Another musical legacy intertwined with the city, is that of the Trapp family and The Sound of Music. See the iconic locations of the film scattered throughout Salzburg – namely the Mirabell Gardens; backdrop to the famous ‘Do-Re-Mi’. For unrivalled views, scale the heights of the Fortress Hohensalzburg; and after all that climbing you may require some nourishment. St. Peter’s Abbey – the oldest restaurant in Europe – conveniently awaits you at the foot of the exquisite fortification.
The eastward journey to Budapest will acquaint you with acres of rambling countryside, as you sally forth towards the cosmopolitan lure of the relaxed Hungarian capital. Architecturally, the city is a harmonious medley of Baroque, Neoclassical, Eclectic and Art Nouveau styles – which come alive at night to deliver a true gauge of Budapest’s beauty.
Sightseeing (especially in the evening) is essential; and fortunately Budapest is an easy city to navigate. With the Danube flowing through its heart; cross the enchanting Chain Bridge to the west and you’re in Buda – home to the Gothic Parliament Building, which is reminiscent of a Disney castle. To the east lies Pest – site of Budapest’s bohemian boulevards and historic Jewish Quarter. Buda and Pest were connected in 1873 – which is surprisingly how the city developed its name, Pestbuda (sorry, couldn’t resist).
Immersing yourself in local culture takes on literal meaning as you frequent Budapest’s numbering hot springs. Dating back to the Roman occupancy of the city, you are free to bathe in the era of your choosing – with Turkish, Art Nouveau and Modern bathhouses widespread across the city. It is common knowledge that ‘taking the waters’ is an excellent hangover cure; which you’ll have no difficulty acquiring in Budapest’s quirky Ruin Bars and never-ending nightlife.
As you approach the Czech capital, following the scenic drive through the mountains of Bohemia; Prague’s naming as the City of a Hundred Spires becomes well-founded. But that is just the proverbial tip of the majestic iceberg that lies beneath.

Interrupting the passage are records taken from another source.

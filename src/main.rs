//! Command-line driver for the investigation engine.
//!
//! Usage:
//!   investigator run "checkout requests are slow at peak hours" --service checkout
//!   investigator run "users see 503s" --type availability --format markdown --output report.md
//!   investigator validate-plan plan.json

use std::path::{Path, PathBuf};
use std::sync::Arc;

use anyhow::{Context, Result};
use clap::{Parser, Subcommand};
use tracing::info;
use tracing_subscriber::EnvFilter;

use telemetry_investigator::clients::{
    HttpTelemetrySource, InMemorySessionManager, create_ai_provider,
};
use telemetry_investigator::config::{Config, RuntimeConfig};
use telemetry_investigator::investigation::{
    ExportFormat, InMemoryRepository, InvestigationController, InvestigationOptions,
    InvestigationPlan, InvestigationProblem, InvestigationStatus, InvestigationType,
    PlanValidator, Severity,
};

#[derive(Parser)]
#[command(name = "investigator")]
#[command(about = "AI-assisted root-cause investigations over telemetry", long_about = None)]
struct Cli {
    #[command(subcommand)]
    command: Commands,
}

#[derive(Subcommand)]
enum Commands {
    /// Start an investigation, drive it to completion and export the report
    Run {
        /// Free-text problem description
        description: String,
        /// performance, availability, data-quality or dependencies (classified if omitted)
        #[arg(long = "type")]
        investigation_type: Option<String>,
        /// low, medium, high or critical
        #[arg(long)]
        severity: Option<String>,
        /// Affected service (repeatable)
        #[arg(long = "service")]
        services: Vec<String>,
        /// json, markdown or html
        #[arg(long, default_value = "markdown")]
        format: String,
        /// Write the report here instead of stdout
        #[arg(long)]
        output: Option<PathBuf>,
        /// Operator language for AI prompts
        #[arg(long)]
        language: Option<String>,
        /// Overall deadline in seconds
        #[arg(long)]
        max_execution_time: Option<u64>,
    },
    /// Check a plan JSON file for structural problems
    ValidatePlan {
        file: PathBuf,
    },
}

#[tokio::main]
async fn main() -> Result<()> {
    // Logging comes up before the config file is read so its warnings are visible
    telemetry_investigator::load_env();
    let runtime = RuntimeConfig::load_from_env();
    tracing_subscriber::fmt()
        .with_env_filter(
            EnvFilter::try_from_default_env().unwrap_or_else(|_| EnvFilter::new(&runtime.log_level)),
        )
        .with_writer(std::io::stderr)
        .init();

    let config = Config::load().context("failed to load configuration")?;

    let cli = Cli::parse();
    match cli.command {
        Commands::Run {
            description,
            investigation_type,
            severity,
            services,
            format,
            output,
            language,
            max_execution_time,
        } => {
            let mut problem = InvestigationProblem::new(description).with_services(services);
            if let Some(raw) = investigation_type {
                let parsed = InvestigationType::parse(&raw)
                    .with_context(|| format!("unknown investigation type '{}'", raw))?;
                problem = problem.with_type(parsed);
            }
            if let Some(raw) = severity {
                problem = problem.with_severity(parse_severity(&raw)?);
            }
            let format: ExportFormat = format.parse().map_err(anyhow::Error::msg)?;
            let options = InvestigationOptions {
                language: language.unwrap_or_else(|| config.investigation.default_language.clone()),
                max_execution_time,
                ..Default::default()
            };
            run(&config, problem, options, format, output).await
        }
        Commands::ValidatePlan { file } => validate_plan(&config, &file),
    }
}

async fn run(
    config: &Config,
    problem: InvestigationProblem,
    options: InvestigationOptions,
    format: ExportFormat,
    output: Option<PathBuf>,
) -> Result<()> {
    let ai = create_ai_provider(config).context("failed to initialise AI provider")?;
    let data_source = Arc::new(
        HttpTelemetrySource::from_config(config).context("failed to initialise telemetry source")?,
    );
    let controller = InvestigationController::from_config(
        config,
        Arc::new(InMemoryRepository::new()),
        ai,
        data_source,
        Arc::new(InMemorySessionManager::new()),
    );

    let started = controller.start_investigation(problem, options).await?;
    let id = started.investigation_id.clone();
    if let Some(plan) = &started.plan {
        info!(
            investigation_id = %id,
            "plan ready: {} phase(s), {} queries, ~{}s",
            plan.phases.len(),
            plan.total_queries(),
            plan.estimated_total_time
        );
    }

    loop {
        let response = controller.continue_investigation(&id, None).await?;
        if response.status == InvestigationStatus::Completed {
            break;
        }
        if let Some(progress) = &response.progress {
            info!(
                investigation_id = %id,
                "progress {:.0}% ({}/{} phases)",
                progress.completion_percentage,
                progress.completed_phases,
                progress.total_phases
            );
        }
    }

    let exported = controller.export_investigation(&id, format).await?;
    match output {
        Some(path) => {
            std::fs::write(&path, &exported.content)
                .with_context(|| format!("failed to write {}", path.display()))?;
            info!("report written to {}", path.display());
        }
        None => println!("{}", exported.content),
    }
    Ok(())
}

fn validate_plan(config: &Config, file: &Path) -> Result<()> {
    let raw = std::fs::read_to_string(file)
        .with_context(|| format!("failed to read {}", file.display()))?;
    let plan: InvestigationPlan = serde_json::from_str(&raw).context("invalid plan JSON")?;
    let validation = PlanValidator::new(config.investigation.advisory_max_plan_seconds).validate(&plan);
    println!("{}", serde_json::to_string_pretty(&validation)?);
    if !validation.is_valid {
        anyhow::bail!("plan has {} issue(s)", validation.issues.len());
    }
    Ok(())
}

fn parse_severity(raw: &str) -> Result<Severity> {
    match raw.to_ascii_lowercase().as_str() {
        "low" => Ok(Severity::Low),
        "medium" => Ok(Severity::Medium),
        "high" => Ok(Severity::High),
        "critical" => Ok(Severity::Critical),
        other => anyhow::bail!("unknown severity '{}'", other),
    }
}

Architectural artistry abounds in every direction in Prague; and a walk through the myriad of cobbled lanes will familiarise you with the largest urban historical centre on the UNESCO World Heritage List; beautified by a seamless blend of the Gothic, Baroque and Art Nouveau. Days, weeks or even years could be devoted to discovering Prague – but on a limited timescale, Prague Castle is a good place to start. Other essentials include St. Vitus’ Cathedral, Lennon Wall, Charles Bridge, Old Town Square and the Prague Astronomical Clock.
After all that walking and gazing up at buildings, it’s time for a hard-earned beer. And it just so happens that you’re in one of, if not THE beer capital of the world. Finding a pub to enjoy a cold Pilsner Urquell is easy; but don’t be tempted to stay in one place. Each venue in Prague teems with individuality – all boasting characterful interiors and distinctive beer menus.